Monday, 14 December 2015

Deadly Blessing!

Deadly Blessing stars Ernest Borgnine as an Amish-style cult leader and has a scene where a spider falls into Sharon Stone's mouth. This alone makes it better than everything you've watched all year, especially if you're the sort of person who looks forward to Jar Jar Abrams' Star Wars and Zack Snyder's Batman Meets Superman: Dawn of Just Ass.

Say ahh.

The movie opens with a bunch of quintessential Amish imagery and spends the rest of its running time trying to convince everybody that they're not Amish, but "Hittites". The Hittites apparently make the Amish look like pussies, which is a strange thing to say because the Amish are pussies; it's their way of life.

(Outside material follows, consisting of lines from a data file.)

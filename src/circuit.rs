//! Circuit gate for admission control.
//!
//! The gate is a manually-driven boolean: external health monitors (or tests)
//! flip it with `set_open`, and the command pipeline consults it once per
//! execution attempt, before ticket acquisition. The trait seam exists so a
//! metric-driven breaker with automatic transitions could satisfy the same
//! contract later without touching the pipeline.

use std::sync::atomic::{AtomicBool, Ordering};
use tracing::debug;

/// Admission gate consulted before a command may acquire a pool ticket.
///
/// While open, no command bound to the owning pool may run its work function.
pub trait Circuit: Send + Sync {
    /// Whether the gate currently rejects admissions.
    fn is_open(&self) -> bool;

    /// Open or close the gate.
    fn set_open(&self, open: bool);
}

/// Externally-driven circuit with no automatic transition logic.
///
/// Starts closed. Reads vastly outnumber writes, so the state is a single
/// atomic flag with no coupling to the pool's ticket counter.
#[derive(Debug, Default)]
pub struct ManualCircuit {
    open: AtomicBool,
}

impl ManualCircuit {
    /// Create a closed circuit.
    pub fn new() -> Self {
        Self::default()
    }
}

impl Circuit for ManualCircuit {
    fn is_open(&self) -> bool {
        self.open.load(Ordering::Acquire)
    }

    fn set_open(&self, open: bool) {
        let was = self.open.swap(open, Ordering::AcqRel);
        if was != open {
            debug!(open, "circuit state changed");
        }
    }
}
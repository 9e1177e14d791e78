// Copyright (c) 2025 Ronan LE MEILLAT, SCTG Development
// This file is part of the modbus-sim project and is licensed under the
// SCTG Development Non-Commercial License v1.0 (see LICENSE.md for details).

//! In-memory register model
//!
//! This module holds the data the simulator serves to Modbus masters.
//!
//! ## Key Components
//!
//! - `RegisterBank`: sparse table of one kind (bit or 16-bit word)
//! - `RegisterStore`: the four banks of one device, with dirty tracking
//! - `DeviceRegistry`: device id to store mapping, with `start-end` ranges
//!
//! ## Usage
//!
//! ```
//! use modbus_sim::registers::{
//!     DeviceRegistry, ReadOutcome, RegisterKind, RegisterStore, RegisterValue, StoreOptions,
//! };
//!
//! let mut registry = DeviceRegistry::new();
//! registry
//!     .register_range("1", |id| Ok(RegisterStore::new(id, StoreOptions::default())))
//!     .unwrap();
//!
//! let store = registry.resolve(1).unwrap();
//! store.write(RegisterKind::Coil, 5, RegisterValue::Bit(true)).unwrap();
//! assert_eq!(
//!     store.read(RegisterKind::Coil, 5),
//!     ReadOutcome::Value(RegisterValue::Bit(true))
//! );
//! ```

pub mod bank;
pub mod registry;
pub mod store;

pub use bank::{ReadOutcome, RegisterBank, RegisterKind, RegisterValue, MAX_ADDRESS};
pub use registry::{DeviceRegistry, DeviceSpec, MAX_DEVICE_ID, MIN_DEVICE_ID};
pub use store::{BankGuard, RegisterStore, StoreCapture, StoreOptions};
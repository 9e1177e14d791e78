// Copyright (c) 2025 Ronan LE MEILLAT, SCTG Development
// This file is part of the modbus-sim project and is licensed under the
// SCTG Development Non-Commercial License v1.0 (see LICENSE.md for details).

// Main entry point for the Modbus slave simulator
use anyhow::Result;
use clap::Parser;
use log::{error, info};
use std::path::PathBuf;

use modbus_sim::config::Config;
use modbus_sim::daemon::{Daemon, ShutdownSignal};

/// Modbus TCP slave simulator with persistent registers
#[derive(Debug, Parser)]
#[command(author, version, about, long_about = None)]
pub struct Args {
    /// Configuration file (JSON or YAML)
    #[arg(
        short = 'f',
        long = "config-file",
        env = "CONFIG_FILE",
        default_value = "/app/modbus_server.json"
    )]
    config_file: PathBuf,

    /// Address the Modbus listener binds to
    #[arg(long)]
    listener_address: Option<String>,

    /// TCP port of the Modbus listener
    #[arg(long)]
    listener_port: Option<u16>,

    /// Register snapshot file, enables persistence
    #[arg(long)]
    persistence_file: Option<PathBuf>,

    /// Seconds between two register snapshots
    #[arg(long)]
    save_interval: Option<u64>,

    /// Validate a configuration file and exit
    #[arg(long, value_name = "PATH")]
    validate_config: Option<PathBuf>,

    /// Enable verbose logging (debug level)
    #[arg(short = 'v', long = "verbose")]
    verbose: bool,

    /// Disable all logging
    #[arg(short = 'q', long = "quiet")]
    quiet: bool,
}

#[tokio::main]
async fn main() -> Result<()> {
    let args = Args::parse();

    // Validate configuration file if --validate-config is set
    if let Some(validate_path) = args.validate_config {
        init_logger(args.verbose, args.quiet, log::LevelFilter::Info);
        let config = Config::from_file(&validate_path)
            .map_err(|err| anyhow::anyhow!("Configuration validation failed: {:#}", err))?;
        let registry = config
            .build_registry()
            .map_err(|err| anyhow::anyhow!("Configuration validation failed: {}", err))?;
        println!(
            "Configuration file is valid: {} ({} device(s))",
            validate_path.display(),
            registry.len()
        );
        return Ok(());
    }

    let mut config = Config::from_file(&args.config_file)?;
    config.apply_args(
        args.listener_address.clone(),
        args.listener_port,
        args.persistence_file.clone(),
        args.save_interval,
    );
    config.validate()?;

    init_logger(args.verbose, args.quiet, config.server.logging.level_filter());
    info!(
        "Starting Modbus simulator v{}, configuration {:?}",
        env!("CARGO_PKG_VERSION"),
        args.config_file
    );

    let mut signals = ShutdownSignal::new()?;
    let mut daemon = Daemon::new();
    daemon.launch(&config).await?;

    // Wait for termination signal
    match signals.recv().await {
        Ok(name) => info!("Received {}, terminating daemon", name),
        Err(err) => error!("Error waiting for shutdown signal: {:#}", err),
    }
    daemon.shutdown();
    daemon.join().await?;

    Ok(())
}

/// Initialize logger with appropriate level based on verbose and quiet flags
fn init_logger(verbose: bool, quiet: bool, configured: log::LevelFilter) {
    let log_level = if quiet {
        log::LevelFilter::Off
    } else if verbose {
        log::LevelFilter::Debug
    } else {
        configured
    };

    env_logger::Builder::from_default_env()
        .filter_level(log_level)
        .init();
}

"U wot m8? I'll fuckin' have ya, ya Amish knob!" - Hittite Ernest Borgnine

Since this is a movie of the late, great Wes Craven, someone immediately starts hacking up the cast. Is it the normie family that live beside the Hittite community, and may be in danger of being edged out? Is it Michael Berryman? Naturally Michael Berryman is in this movie because it is awesome. Could it be the Final Girl, or the old lady, or Ernest Borgnine himself? Or is it an evil spirit called...the Incubus???

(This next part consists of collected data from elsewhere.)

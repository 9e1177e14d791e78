// Copyright (c) 2025 Ronan LE MEILLAT, SCTG Development
// This file is part of the modbus-sim project and is licensed under the
// SCTG Development Non-Commercial License v1.0 (see LICENSE.md for details).

//! The four register banks of one simulated device
//!
//! All banks of a store live behind a single `Mutex`. A lock is held for one
//! read, one write request or one snapshot copy, never across file I/O.
//! Dirty tracking uses per-bank revisions: a flush records the revisions it
//! copied and only marks those clean, so a write racing with a flush keeps
//! the store dirty for the next tick.

use std::sync::{Mutex, MutexGuard, PoisonError};

use super::bank::{ReadOutcome, RegisterBank, RegisterKind, RegisterValue};
use crate::error::RegisterError;

/// Per-device behaviour flags taken from the `registers` configuration.
#[derive(Debug, Clone, Copy, Default, PartialEq, Eq)]
pub struct StoreOptions {
    /// Reads of absent addresses return the kind default instead of a miss.
    pub initialize_undefined: bool,
    /// Protocol address N maps to store address N (otherwise N + 1).
    pub zero_mode: bool,
}

struct StoreInner {
    banks: [RegisterBank; 4],
    clean: [u64; 4],
}

/// Point-in-time copy of a store's non-default values, taken under the lock.
#[derive(Debug, Clone, PartialEq, Eq)]
pub struct StoreCapture {
    pub entries: [Vec<(u16, RegisterValue)>; 4],
    revisions: [u64; 4],
}

impl StoreCapture {
    pub fn bank(&self, kind: RegisterKind) -> &[(u16, RegisterValue)] {
        &self.entries[kind.index()]
    }
}

/// Register banks of one device.
pub struct RegisterStore {
    device_id: u8,
    options: StoreOptions,
    inner: Mutex<StoreInner>,
}

impl RegisterStore {
    /// Create a store with four empty banks.
    pub fn new(device_id: u8, options: StoreOptions) -> Self {
        let banks = RegisterKind::ALL.map(|kind| RegisterBank::new(kind, options.initialize_undefined));
        Self::from_banks(device_id, options, banks)
    }

    /// Create a store from pre-filled banks, ordered as [`RegisterKind::ALL`].
    ///
    /// Initial contents are considered persisted: the store starts clean.
    pub fn from_banks(device_id: u8, options: StoreOptions, banks: [RegisterBank; 4]) -> Self {
        let clean = [0, 1, 2, 3].map(|i| banks[i].revision());
        Self {
            device_id,
            options,
            inner: Mutex::new(StoreInner { banks, clean }),
        }
    }

    pub fn device_id(&self) -> u8 {
        self.device_id
    }

    pub fn options(&self) -> StoreOptions {
        self.options
    }

    /// Translate a protocol address into a store address.
    pub fn store_address(&self, protocol_address: u16) -> u32 {
        let address = u32::from(protocol_address);
        if self.options.zero_mode {
            address
        } else {
            address + 1
        }
    }

    /// Lock the store and return a handle on one bank.
    pub fn get_bank(&self, kind: RegisterKind) -> BankGuard<'_> {
        BankGuard {
            inner: self.lock(),
            kind,
        }
    }

    pub fn read(&self, kind: RegisterKind, address: u32) -> ReadOutcome {
        self.get_bank(kind).read(address)
    }

    pub fn write(
        &self,
        kind: RegisterKind,
        address: u32,
        value: RegisterValue,
    ) -> Result<(), RegisterError> {
        self.get_bank(kind).write(address, value)
    }

    pub fn is_dirty(&self) -> bool {
        !self.dirty_kinds().is_empty()
    }

    /// Banks written since the last successful flush.
    pub fn dirty_kinds(&self) -> Vec<RegisterKind> {
        let inner = self.lock();
        RegisterKind::ALL
            .into_iter()
            .filter(|kind| inner.banks[kind.index()].revision() != inner.clean[kind.index()])
            .collect()
    }

    /// Mark every bank clean, regardless of what was persisted.
    pub fn clear_dirty(&self) {
        let mut inner = self.lock();
        let revisions = [0, 1, 2, 3].map(|i| inner.banks[i].revision());
        inner.clean = revisions;
    }

    /// Copy out the non-default contents of all banks.
    pub fn capture(&self) -> StoreCapture {
        let inner = self.lock();
        StoreCapture {
            entries: [0, 1, 2, 3].map(|i| inner.banks[i].non_default_entries().collect()),
            revisions: [0, 1, 2, 3].map(|i| inner.banks[i].revision()),
        }
    }

    /// Mark the revisions contained in `capture` as persisted.
    ///
    /// Banks written after the capture was taken stay dirty.
    pub fn mark_persisted(&self, capture: &StoreCapture) {
        let mut inner = self.lock();
        for i in 0..4 {
            if inner.clean[i] < capture.revisions[i] {
                inner.clean[i] = capture.revisions[i];
            }
        }
    }

    /// Replace the contents of every bank and mark the store clean.
    ///
    /// Banks missing from `banks` are reset to defaults. Nothing is applied if
    /// any value does not fit its bank.
    pub fn restore(
        &self,
        banks: &[(RegisterKind, Vec<(u16, RegisterValue)>)],
    ) -> Result<(), RegisterError> {
        let mut inner = self.lock();
        let mut next = inner.banks.clone();
        for kind in RegisterKind::ALL {
            let values = banks
                .iter()
                .find(|(k, _)| *k == kind)
                .map(|(_, values)| values.clone())
                .unwrap_or_default();
            next[kind.index()].replace_values(values)?;
        }
        inner.clean = [0, 1, 2, 3].map(|i| next[i].revision());
        inner.banks = next;
        Ok(())
    }

    fn lock(&self) -> MutexGuard<'_, StoreInner> {
        // Concurrent writers follow last-write-wins; a panicked holder leaves
        // the banks in a usable state.
        self.inner.lock().unwrap_or_else(PoisonError::into_inner)
    }
}

impl std::fmt::Debug for RegisterStore {
    fn fmt(&self, f: &mut std::fmt::Formatter<'_>) -> std::fmt::Result {
        f.debug_struct("RegisterStore")
            .field("device_id", &self.device_id)
            .field("options", &self.options)
            .finish_non_exhaustive()
    }
}

/// Locked access to one bank of a store.
///
/// The store stays locked until the guard is dropped, so a multi-register
/// request can validate and apply all its addresses atomically.
pub struct BankGuard<'a> {
    inner: MutexGuard<'a, StoreInner>,
    kind: RegisterKind,
}

impl BankGuard<'_> {
    pub fn kind(&self) -> RegisterKind {
        self.kind
    }

    pub fn read(&self, address: u32) -> ReadOutcome {
        self.bank().read(address)
    }

    pub fn write(&mut self, address: u32, value: RegisterValue) -> Result<(), RegisterError> {
        let kind = self.kind;
        self.inner.banks[kind.index()].write(address, value)
    }

    pub fn check(&self, address: u32, value: RegisterValue) -> Result<(), RegisterError> {
        self.bank().check(address, value).map(|_| ())
    }

    pub fn contains(&self, address: u32) -> bool {
        self.bank().contains(address)
    }

    fn bank(&self) -> &RegisterBank {
        &self.inner.banks[self.kind.index()]
    }
}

Michael Berryman is outside your window right now.

There are so many possible suspects and motives, which intertwine with the main slasher plot in all kinds of ways. There's even a forbidden love story between an Amish Hittite boy and a normalfag woman, a full four years before Harrison Ford movie Witness. Did Witness rip off Deadly Blessing? I think you know the answer.

For never was a story of more woe/Than this of English, and her Hittite, Joe.

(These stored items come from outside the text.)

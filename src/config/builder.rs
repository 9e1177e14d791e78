// Copyright (c) 2025 Ronan LE MEILLAT, SCTG Development
// This file is part of the modbus-sim project and is licensed under the
// SCTG Development Non-Commercial License v1.0 (see LICENSE.md for details).

//! Turns a loaded [`Config`] into the initial [`DeviceRegistry`]
//!
//! Two shapes are accepted:
//!
//! - legacy: no `version` (or `version: 1`) and a single `registers` object,
//!   served as device 1;
//! - `version: 2` with a `devices` map whose keys are device ids or
//!   inclusive `start-end` ranges.
//!
//! Register literals are resolved here, once. Word banks take an integer in
//! 0..=65535 or a `0x` string of 1 to 4 hex digits; bit banks take a boolean
//! or an integer (0 is false). Address keys are decimal or `0x` hex.

use log::{debug, info, warn};
use serde_json::Value;

use super::registers::RegistersConfig;
use super::Config;
use crate::error::ConfigError;
use crate::registers::{DeviceRegistry, RegisterBank, RegisterKind, RegisterStore, RegisterValue};

/// Builds the registry described by a configuration.
pub struct ConfigBuilder;

impl ConfigBuilder {
    /// Build every configured device.
    ///
    /// Any malformed device spec, address or value aborts the build.
    pub fn build(config: &Config) -> Result<DeviceRegistry, ConfigError> {
        let mut registry = DeviceRegistry::new();

        match config.version {
            None | Some(1) => {
                let registers = config
                    .registers
                    .as_ref()
                    .ok_or(ConfigError::MissingRegisters)?;
                if config.devices.is_some() {
                    warn!("'devices' is only read with \"version\": 2, ignoring it");
                }
                registry.register_range("1", |id| Self::build_store(id, registers))?;
            }
            Some(2) => {
                let devices = config
                    .devices
                    .as_ref()
                    .filter(|devices| !devices.is_empty())
                    .ok_or(ConfigError::MissingRegisters)?;
                if config.registers.is_some() {
                    warn!("'registers' is not read with \"version\": 2, ignoring it");
                }
                for (spec, device) in devices {
                    let ids = registry
                        .register_range(spec.trim(), |id| Self::build_store(id, &device.registers))?;
                    debug!("Device spec '{}' expanded to {:?}", spec, ids);
                }
            }
            Some(version) => return Err(ConfigError::UnsupportedVersion(version)),
        }

        info!(
            "Configured {} device(s): {:?}",
            registry.len(),
            registry.device_ids().collect::<Vec<_>>()
        );
        Ok(registry)
    }

    /// Build the store of one device from its `registers` section.
    pub fn build_store(
        device_id: u8,
        registers: &RegistersConfig,
    ) -> Result<RegisterStore, ConfigError> {
        let options = registers.options();
        let mut banks = RegisterKind::ALL.map(|kind| {
            // A bank without any entry serves its whole address space.
            let entries = registers.entries(kind);
            RegisterBank::new(kind, options.initialize_undefined || entries.is_empty())
        });

        for bank in banks.iter_mut() {
            let kind = bank.kind();
            for (key, literal) in registers.entries(kind) {
                let address =
                    parse_address(key).ok_or_else(|| ConfigError::InvalidRegisterAddress {
                        device: device_id,
                        kind,
                        address: key.clone(),
                    })?;
                let invalid_value = || ConfigError::InvalidRegisterValue {
                    device: device_id,
                    kind,
                    address: key.clone(),
                    value: literal.to_string(),
                };
                let value = parse_value(kind, literal).ok_or_else(invalid_value)?;
                bank.write(u32::from(address), value)
                    .map_err(|_| invalid_value())?;
            }
            debug!(
                "Device {}: {} {}(s) configured",
                device_id,
                bank.len(),
                kind
            );
        }

        Ok(RegisterStore::from_banks(device_id, options, banks))
    }
}

/// Parse a register address key, decimal or `0x` hex.
pub fn parse_address(key: &str) -> Option<u16> {
    let key = key.trim();
    match key.strip_prefix("0x").or_else(|| key.strip_prefix("0X")) {
        Some(hex) => parse_hex(hex),
        None if !key.is_empty() && key.bytes().all(|b| b.is_ascii_digit()) => key.parse().ok(),
        None => None,
    }
}

// `from_str_radix` alone would also accept a sign.
fn parse_hex(digits: &str) -> Option<u16> {
    if digits.is_empty() || !digits.bytes().all(|b| b.is_ascii_hexdigit()) {
        return None;
    }
    u16::from_str_radix(digits, 16).ok()
}

/// Resolve a configuration literal into a value of `kind`'s bank.
pub fn parse_value(kind: RegisterKind, literal: &Value) -> Option<RegisterValue> {
    if kind.is_bit() {
        match literal {
            Value::Bool(bit) => Some(RegisterValue::Bit(*bit)),
            Value::Number(n) => n
                .as_i64()
                .map(|i| i != 0)
                .or_else(|| n.as_u64().map(|u| u != 0))
                .map(RegisterValue::Bit),
            _ => None,
        }
    } else {
        match literal {
            Value::Number(n) => n
                .as_u64()
                .and_then(|u| u16::try_from(u).ok())
                .map(RegisterValue::Word),
            Value::String(s) => {
                let hex = s.strip_prefix("0x")?;
                if hex.len() > 4 {
                    return None;
                }
                parse_hex(hex).map(RegisterValue::Word)
            }
            _ => None,
        }
    }
}

#[cfg(test)]
mod tests {
    use super::*;
    use crate::error::LookupError;
    use crate::registers::ReadOutcome;
    use serde_json::json;

    fn config(value: Value) -> Config {
        serde_json::from_value(value).unwrap()
    }

    #[test]
    fn test_parse_address() {
        assert_eq!(parse_address("9"), Some(9));
        assert_eq!(parse_address("0x10"), Some(16));
        assert_eq!(parse_address("65535"), Some(65535));
        assert_eq!(parse_address("65536"), None);
        assert_eq!(parse_address("abc"), None);
        assert_eq!(parse_address("-1"), None);
        assert_eq!(parse_address("+9"), None);
        assert_eq!(parse_address("0x+1"), None);
        assert_eq!(parse_address("0x"), None);
    }

    #[test]
    fn test_parse_word_values() {
        let word = |v: Value| parse_value(RegisterKind::HoldingRegister, &v);
        assert_eq!(word(json!("0xAA00")), Some(RegisterValue::Word(43520)));
        assert_eq!(word(json!("0x1")), Some(RegisterValue::Word(1)));
        assert_eq!(word(json!(65535)), Some(RegisterValue::Word(65535)));
        assert_eq!(word(json!(65536)), None);
        assert_eq!(word(json!(-1)), None);
        assert_eq!(word(json!("0x")), None);
        assert_eq!(word(json!("0x12345")), None);
        assert_eq!(word(json!("0x+1")), None);
        assert_eq!(word(json!("0x-1")), None);
        assert_eq!(word(json!("0xg1")), None);
        assert_eq!(word(json!("12")), None);
        assert_eq!(word(json!(true)), None);
        assert_eq!(word(json!(1.5)), None);
    }

    #[test]
    fn test_parse_bit_values() {
        let bit = |v: Value| parse_value(RegisterKind::Coil, &v);
        assert_eq!(bit(json!(true)), Some(RegisterValue::Bit(true)));
        assert_eq!(bit(json!(0)), Some(RegisterValue::Bit(false)));
        assert_eq!(bit(json!(7)), Some(RegisterValue::Bit(true)));
        assert_eq!(bit(json!("true")), None);
    }

    #[test]
    fn test_legacy_end_to_end() {
        let config = config(json!({
            "registers": {"holdingRegister": {"9": "0xAA00"}, "coils": {"1": false}}
        }));
        let registry = ConfigBuilder::build(&config).unwrap();
        let store = registry.resolve(1).unwrap();

        assert_eq!(
            store.read(RegisterKind::HoldingRegister, 9),
            ReadOutcome::Value(RegisterValue::Word(43520))
        );
        store
            .write(RegisterKind::Coil, 5, RegisterValue::Bit(true))
            .unwrap();
        assert_eq!(
            store.read(RegisterKind::Coil, 5),
            ReadOutcome::Value(RegisterValue::Bit(true))
        );
        assert_eq!(registry.resolve(7).unwrap_err(), LookupError::NotFound(7));
        assert!(!store.dirty_kinds().contains(&RegisterKind::HoldingRegister));
    }

    #[test]
    fn test_sparse_and_empty_banks() {
        let config = config(json!({
            "registers": {"holdingRegister": {"0x10": 5}}
        }));
        let registry = ConfigBuilder::build(&config).unwrap();
        let store = registry.resolve(1).unwrap();

        assert!(store.read(RegisterKind::HoldingRegister, 17).is_miss());
        assert_eq!(
            store.read(RegisterKind::HoldingRegister, 16),
            ReadOutcome::Value(RegisterValue::Word(5))
        );
        assert_eq!(
            store.read(RegisterKind::InputRegister, 1234),
            ReadOutcome::Value(RegisterValue::Word(0))
        );
    }

    #[test]
    fn test_versioned_ranges() {
        let config = config(json!({
            "version": 2,
            "devices": {
                "1": {"registers": {"zeroMode": true, "inputRegister": {"0": 11}}},
                "2-3": {"registers": {"holdingRegister": {"1": "0x00FF"}}}
            }
        }));
        let registry = ConfigBuilder::build(&config).unwrap();

        assert_eq!(registry.device_ids().collect::<Vec<_>>(), vec![1, 2, 3]);
        assert!(registry.resolve(1).unwrap().options().zero_mode);
        assert!(!registry.resolve(3).unwrap().options().zero_mode);
        assert_eq!(
            registry.resolve(3).unwrap().read(RegisterKind::HoldingRegister, 1),
            ReadOutcome::Value(RegisterValue::Word(255))
        );
    }

    #[test]
    fn test_invalid_value_names_location() {
        let config = config(json!({"registers": {"inputRegister": {"4": "0xZZ"}}}));
        assert_eq!(
            ConfigBuilder::build(&config).unwrap_err(),
            ConfigError::InvalidRegisterValue {
                device: 1,
                kind: RegisterKind::InputRegister,
                address: "4".to_string(),
                value: "\"0xZZ\"".to_string(),
            }
        );
    }

    #[test]
    fn test_invalid_address() {
        let config = config(json!({"registers": {"coils": {"first": true}}}));
        assert!(matches!(
            ConfigBuilder::build(&config).unwrap_err(),
            ConfigError::InvalidRegisterAddress { device: 1, kind: RegisterKind::Coil, .. }
        ));
    }

    #[test]
    fn test_shape_errors() {
        assert_eq!(
            ConfigBuilder::build(&config(json!({"server": {}}))).unwrap_err(),
            ConfigError::MissingRegisters
        );
        assert_eq!(
            ConfigBuilder::build(&config(json!({"version": 2, "registers": {}}))).unwrap_err(),
            ConfigError::MissingRegisters
        );
        assert_eq!(
            ConfigBuilder::build(&config(json!({"version": 3, "devices": {}}))).unwrap_err(),
            ConfigError::UnsupportedVersion(3)
        );
        assert!(matches!(
            ConfigBuilder::build(&config(json!({"version": 2, "devices": {"3-2": {}}}))).unwrap_err(),
            ConfigError::InvalidRange { .. }
        ));
        assert!(matches!(
            ConfigBuilder::build(&config(json!({
                "version": 2,
                "devices": {"1-3": {}, "3": {}}
            })))
            .unwrap_err(),
            ConfigError::OverlappingDevice { id: 3, .. }
        ));
    }
}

Yet for all those myriad joys, the best part of the movie concerns Sharon Stone's battle with a barn door that keeps closing on her, finally locking her in the barn where she comically falls face-first into a succession of spider webs, and then a spider falls in her mouth.




"Derp" - Sharon Stone

Actually, I changed my mind, the best part is when Ernest Borgnine fucking beats this kid with a cane for going into "The Forbidden Barn!" Why do you have a forbidden barn, asshole? What a stupid thing to build.





"Spare the rod, spoil the child" - anonymous; good parenting

Wes Craven actually grew up in a sort of cult-like environment. One of the interesting things about him is that he wasn't allowed to watch movies as a kid. Good job, guys. You really put him off that. Maybe the movies were his forbidden barn. Maybe deep thoughts.

Definitely watch Deadly Blessing, it's great.